The way it works in Docker is calling exec in the Docker Remote API on the host and running a shell like bash: https://docs.docker.com/engine/reference/api/docker_remote_api_v1.20/#exec-create . There’s also an equivalent in the CLI: https://docs.docker.com/engine/reference/commandline/exec/

hi
Thank you for the feedback, the problem I want to be able to use the API directly Docker https://docs.docker.com/engine/reference/api/docker_remote_api_v1.23/
Currently you have solved this problem yet?. If the matter has not been, we can exchange its own in this regard.

Thank you very much.

@marqualie
I felt also a bit limited by the built-in shell provided by rancher. So I have tried this shell web application "gotty"

Here is the docker version

https://hub.docker.com/r/dit4c/gotty/

It works quite well. Maybe worth giving it a try.

Hi @marcqualie.

I have enable debug on rancher, i get websocket URL:

After,i use wscat to connect this URL socket, connected but cannot execute command sample Rancher shell exec on web:

What did I do wrong?, I want one interface or as the exec shell rancher to do?
Thank you

The websocket frames are base64 encoded in both directions (because they can contain control chars and invalid what looks like UTF-8 sequences, etc… But binary frames are a pain).

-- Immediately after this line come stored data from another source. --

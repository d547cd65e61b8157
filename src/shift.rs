// This Source Code Form is subject to the terms of the Mozilla Public
// License, v. 2.0. If a copy of the MPL was not distributed with this
// file, You can obtain one at http://mozilla.org/MPL/2.0/.

//! Absorbing the rigid instrument shift between pinhole exposures.
//!
//! The multi-pinhole frame is taken after the single-pinhole frame that
//! produced the prior dispersion solution, and the instrument can drift a
//! few pixels in between. The prior map already encodes where the mid-slit
//! lines actually fell, so before any detection the predicted guesses are
//! referenced against it: per line, the offset between the static catalogue
//! guess and the prior-map prediction (on the mid-slit subset) is subtracted
//! from every row of that line. Lines with no usable reference are dropped
//! rather than guessed at. The polynomial fit itself is untouched; only the
//! detection seeds move.

use log::{debug, info};
use std::collections::BTreeMap;
use thiserror::Error;

use crate::catalogue::LineTable;
use crate::math::median;
use crate::poly::PolyError;
use crate::solutions::DispersionMap;

#[derive(Error, Debug)]
pub enum ShiftError {
    #[error("The prior dispersion map evaluates off-detector for every predicted line")]
    NothingOnDetector,

    #[error(
        "The predicted list has no mid-slit rows the prior solution can evaluate; cannot \
         reference it against the prior"
    )]
    NoShiftReference,

    #[error(transparent)]
    Poly(#[from] PolyError),
}

/// The shifted line list plus bookkeeping about what moved.
#[derive(Debug, Clone)]
pub struct ShiftOutcome {
    pub shifted: LineTable,
    /// Median applied correction, for the log and QC.
    pub median_dx: f64,
    pub median_dy: f64,
    /// Rows dropped for want of a reference offset.
    pub rows_dropped: usize,
}

/// Shift every predicted guess by its line's offset between catalogue
/// prediction and prior-map prediction, measured on the mid-slit subset.
pub fn estimate_and_apply_shift(
    table: &LineTable,
    prior: &DispersionMap,
    mid_slit_index: i32,
) -> Result<ShiftOutcome, ShiftError> {
    // Prior prediction for every line; lines the prior maps off the
    // detector carry no information and are dropped up front.
    let (fit_x, fit_y) = prior.evaluate(&table.spectral_rows())?;
    let on_detector: Vec<bool> = fit_x
        .iter()
        .zip(fit_y.iter())
        .map(|(&x, &y)| x > 0.0 && y > 0.0)
        .collect();
    let mut table = table.clone();
    table.retain(&on_detector);
    if table.is_empty() {
        return Err(ShiftError::NothingOnDetector);
    }
    let fit_x: Vec<f64> = fit_x
        .into_iter()
        .zip(on_detector.iter())
        .filter(|(_, &keep)| keep)
        .map(|(v, _)| v)
        .collect();
    let fit_y: Vec<f64> = fit_y
        .into_iter()
        .zip(on_detector.iter())
        .filter(|(_, &keep)| keep)
        .map(|(v, _)| v)
        .collect();

    // Per-line offsets from the mid-slit subset. Keying on the exact
    // wavelength bits is safe because every row of one line carries the
    // identical catalogue wavelength.
    let mut offsets: BTreeMap<(i32, u64), (f64, f64)> = BTreeMap::new();
    for i in 0..table.len() {
        if table.slit_index[i] != mid_slit_index {
            continue;
        }
        offsets.insert(
            (table.order[i], table.wavelength[i].to_bits()),
            (
                table.detector_x[i] - fit_x[i],
                table.detector_y[i] - fit_y[i],
            ),
        );
    }
    if offsets.is_empty() {
        return Err(ShiftError::NoShiftReference);
    }

    let mut shifted = table.clone();
    let mut keep = vec![false; table.len()];
    let mut applied_dx = vec![];
    let mut applied_dy = vec![];
    for i in 0..table.len() {
        if let Some(&(dx, dy)) = offsets.get(&(table.order[i], table.wavelength[i].to_bits())) {
            shifted.detector_x[i] -= dx;
            shifted.detector_y[i] -= dy;
            keep[i] = true;
            applied_dx.push(-dx);
            applied_dy.push(-dy);
        }
    }
    shifted.retain(&keep);
    let rows_dropped = table.len() - shifted.len();

    let median_dx = median(&applied_dx);
    let median_dy = median(&applied_dy);
    info!(
        "Prior-solution shift: median correction ({median_dx:.3}, {median_dy:.3}) px over {} \
         reference lines; {rows_dropped} rows dropped",
        offsets.len()
    );
    debug!("{} predicted rows remain after shifting", shifted.len());

    Ok(ShiftOutcome {
        shifted,
        median_dx,
        median_dy,
        rows_dropped,
    })
}

#[cfg(test)]
mod tests {
    use approx::assert_abs_diff_eq;

    use super::*;
    use crate::poly::{ChebyBasis, Domain, SpectralRows};

    /// A prior map over a 160x160 detector: x tracks wavelength, y tracks
    /// order, no slit dependence (single-pinhole solution).
    fn prior_map() -> DispersionMap {
        let basis = ChebyBasis {
            order_deg: 1,
            wavelength_deg: 1,
            slit_deg: 0,
            order_domain: Domain {
                min: 10.0,
                max: 12.0,
            },
            wavelength_domain: Domain {
                min: 500.0,
                max: 560.0,
            },
            slit_domain: Domain { min: 0.0, max: 0.0 },
        };
        DispersionMap {
            xcoeffs: vec![80.0, 50.0, 0.0, 0.0],
            ycoeffs: vec![80.0, 0.0, 45.0, 0.0],
            basis,
        }
    }

    /// A predicted table whose guesses sit `offset` pixels in x away from
    /// the prior prediction.
    fn predicted_table(offset_x: f64, offset_y: f64) -> LineTable {
        let mut table = LineTable::default();
        for order in 10..=12_i32 {
            for w in 0..4 {
                let wavelength = 505.0 + f64::from(w) * 15.0;
                for slit_index in 0..3_i32 {
                    table.order.push(order);
                    table.wavelength.push(wavelength);
                    table.slit_index.push(slit_index);
                    table.slit_position.push(f64::from(slit_index) - 1.0);
                    table.detector_x.push(0.0);
                    table.detector_y.push(0.0);
                }
            }
        }
        let rows = SpectralRows::new(&table.order, &table.wavelength, &table.slit_position)
            .unwrap();
        let (fit_x, fit_y) = prior_map().evaluate(&rows).unwrap();
        table.detector_x = fit_x.iter().map(|x| x + offset_x).collect();
        table.detector_y = fit_y.iter().map(|y| y + offset_y).collect();
        table
    }

    #[test]
    fn catalogue_offset_is_absorbed() {
        let map = prior_map();
        let table = predicted_table(3.7, -2.1);

        let outcome = estimate_and_apply_shift(&table, &map, 1).unwrap();
        assert_eq!(outcome.shifted.len(), table.len());
        assert_abs_diff_eq!(outcome.median_dx, -3.7, epsilon = 1e-9);
        assert_abs_diff_eq!(outcome.median_dy, 2.1, epsilon = 1e-9);

        // Every guess lands back on the prior prediction; the mid-slit rows
        // exactly, and in this slit-independent catalogue all rows share
        // the mid line's offset.
        let rows = SpectralRows::new(
            &outcome.shifted.order,
            &outcome.shifted.wavelength,
            &outcome.shifted.slit_position,
        )
        .unwrap();
        let (fit_x, fit_y) = map.evaluate(&rows).unwrap();
        for i in 0..outcome.shifted.len() {
            assert_abs_diff_eq!(outcome.shifted.detector_x[i], fit_x[i], epsilon = 1e-9);
            assert_abs_diff_eq!(outcome.shifted.detector_y[i], fit_y[i], epsilon = 1e-9);
        }
    }

    #[test]
    fn off_mid_rows_follow_their_line_offset() {
        let map = prior_map();
        let mut table = predicted_table(0.0, 0.0);
        // Give the off-mid pinholes of one line a slit-dependent spread as
        // a multi-pinhole catalogue has; the mid row of that line gets an
        // offset of +2 which must propagate to its siblings.
        for i in 0..table.len() {
            if table.order[i] == 11 && table.wavelength[i] == 520.0 {
                table.detector_x[i] += 2.0;
            }
        }

        let outcome = estimate_and_apply_shift(&table, &map, 1).unwrap();
        // The +2 line was corrected back onto the prior for all three of
        // its rows.
        let rows = SpectralRows::new(
            &outcome.shifted.order,
            &outcome.shifted.wavelength,
            &outcome.shifted.slit_position,
        )
        .unwrap();
        let (fit_x, _) = map.evaluate(&rows).unwrap();
        for i in 0..outcome.shifted.len() {
            assert_abs_diff_eq!(outcome.shifted.detector_x[i], fit_x[i], epsilon = 1e-9);
        }
    }

    #[test]
    fn rows_without_mid_reference_are_dropped() {
        let map = prior_map();
        let mut table = predicted_table(1.0, 0.0);
        // Remove the mid-slit row of one line; its two siblings lose their
        // reference.
        let keep: Vec<bool> = (0..table.len())
            .map(|i| {
                !(table.slit_index[i] == 1
                    && table.order[i] == 10
                    && table.wavelength[i] == 505.0)
            })
            .collect();
        table.retain(&keep);

        let outcome = estimate_and_apply_shift(&table, &map, 1).unwrap();
        assert_eq!(outcome.rows_dropped, 2);
        assert!(!outcome
            .shifted
            .order
            .iter()
            .zip(outcome.shifted.wavelength.iter())
            .any(|(&o, &w)| o == 10 && w == 505.0));
    }

    #[test]
    fn prior_mapping_everything_off_detector_is_an_error() {
        let mut map = prior_map();
        map.xcoeffs[0] = -5000.0;
        let table = predicted_table(0.0, 0.0);

        match estimate_and_apply_shift(&table, &map, 1) {
            Err(ShiftError::NothingOnDetector) => (),
            other => panic!("expected NothingOnDetector, got {:?}", other),
        }
    }

    #[test]
    fn missing_mid_slit_subset_is_an_error() {
        let map = prior_map();
        let mut table = predicted_table(0.0, 0.0);
        let keep: Vec<bool> = table.slit_index.iter().map(|&k| k != 1).collect();
        table.retain(&keep);

        match estimate_and_apply_shift(&table, &map, 1) {
            Err(ShiftError::NoShiftReference) => (),
            other => panic!("expected NoShiftReference, got {:?}", other),
        }
    }
}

Also the token is generated from the previous request to the exec action, and that is where the command to execute goes. And the tokens are only good for 5 minutes once issued.

Hi finally we have solution now.

We just created a very powerful rancher ssh cli to get this done:
https://github.com/fangli/rancherssh

Native SSH Client for Rancher Containers, provided a powerful native terminal to manage your docker containers.

You may want to give it a try, stars are welcome!